I remember in junior school a BBC programme for schools (the name escapes me) which painted a very rosy picture of the future: nuclear power would mean that electricity would be so cheap that it was no longer metered, crime detection would be so efficient that we would no longer need locks on our doors, we would have personal jet-packs for travel or flying cars. Note that this was not presented as science fiction, but serious futurology. Complete nonsense of course, but some people still seem to hold fond hopes.

abraxalito said:
It does rather seem to me that morality-free education is akin to world peace - possible, but there's no real demand for it.

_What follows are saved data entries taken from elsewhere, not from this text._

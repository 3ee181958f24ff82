//! Interval reconstruction from cumulative snapshots.
//!
//! Each device exports cumulative per-app counters that (usually) only grow
//! within a calendar day and reset at midnight. Diffing consecutive
//! snapshots recovers discrete usage intervals. The diffing is pure: the
//! storage layer feeds it the complete time-ordered snapshot list for one
//! device and persists whatever comes back, replacing prior output.

use chrono::{NaiveDateTime, NaiveTime};

use crate::parse::Snapshot;

/// A reconstructed slice of real usage attributed to one app.
#[derive(Debug, Clone, PartialEq, Eq)]
pub struct UsageInterval {
    pub start: NaiveDateTime,
    pub end: NaiveDateTime,
    pub app: String,
    /// Counter delta over the interval. May be less than `end - start` when
    /// several apps share the same wall-clock span.
    pub seconds: i64,
}

/// Diffs a time-ordered snapshot list into usage intervals.
///
/// The first snapshot never emits an interval: it has no prior baseline, and
/// fabricating usage for time the system has no evidence about is avoided.
/// For each later snapshot, the baseline is the previous snapshot when both
/// fall on the same calendar day; on a day change the counters are assumed
/// to have reset, so the baseline is empty and the interval is anchored at
/// midnight of the later day.
///
/// Deterministic: the same snapshot list always produces the same interval
/// list, in the same order.
pub fn diff_snapshots(snapshots: &[Snapshot]) -> Vec<UsageInterval> {
    let mut intervals = Vec::new();

    for (prev, curr) in snapshots.iter().zip(snapshots.iter().skip(1)) {
        let same_day = prev.timestamp.date() == curr.timestamp.date();
        let start = if same_day {
            prev.timestamp
        } else {
            curr.timestamp.date().and_time(NaiveTime::MIN)
        };

        if start >= curr.timestamp {
            // A snapshot taken exactly at midnight on a new day would yield
            // zero-width intervals; every stored interval must satisfy
            // end > start.
            tracing::debug!(timestamp = %curr.timestamp, "skipping zero-width span");
            continue;
        }

        for (app, &curr_seconds) in &curr.apps {
            let baseline = if same_day {
                prev.apps.get(app).copied().unwrap_or(0)
            } else {
                0
            };
            let delta = curr_seconds - baseline;

            if delta > 0 {
                intervals.push(UsageInterval {
                    start,
                    end: curr.timestamp,
                    app: app.clone(),
                    seconds: delta,
                });
            } else if delta < 0 {
                // Counter moved backward mid-day: manual history deletion or
                // an off-schedule reset. The entry is dropped; the rest of
                // the snapshot still contributes.
                tracing::warn!(app = %app, delta, "cumulative counter moved backward; dropping entry");
            }
        }
    }

    intervals
}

It may just about be possible to teach maths and science in a value-free way, although you would still have to decide on a concept of truth. Other subjects necessarily involve assumptions and values. You can't discuss a historical event or a book or play without some assumptions about values, except perhaps merely at the level of noting what happened. Each society has values, and educates its children accordingly. We may argue about whether the values are right/true/appropriate (and argue about which is the right criterion) but it is inescapable that education will generally follow them. The exception is when education is used subversively by people who have different values from the society as a whole, for good or bad motives (another debating point!). I don't want to stray too far into politics.

I don't believe world peace is possible, precisely because there is no demand for it. To say why there is no demand would take me into another area the mods would not approve of, for DIYaudio.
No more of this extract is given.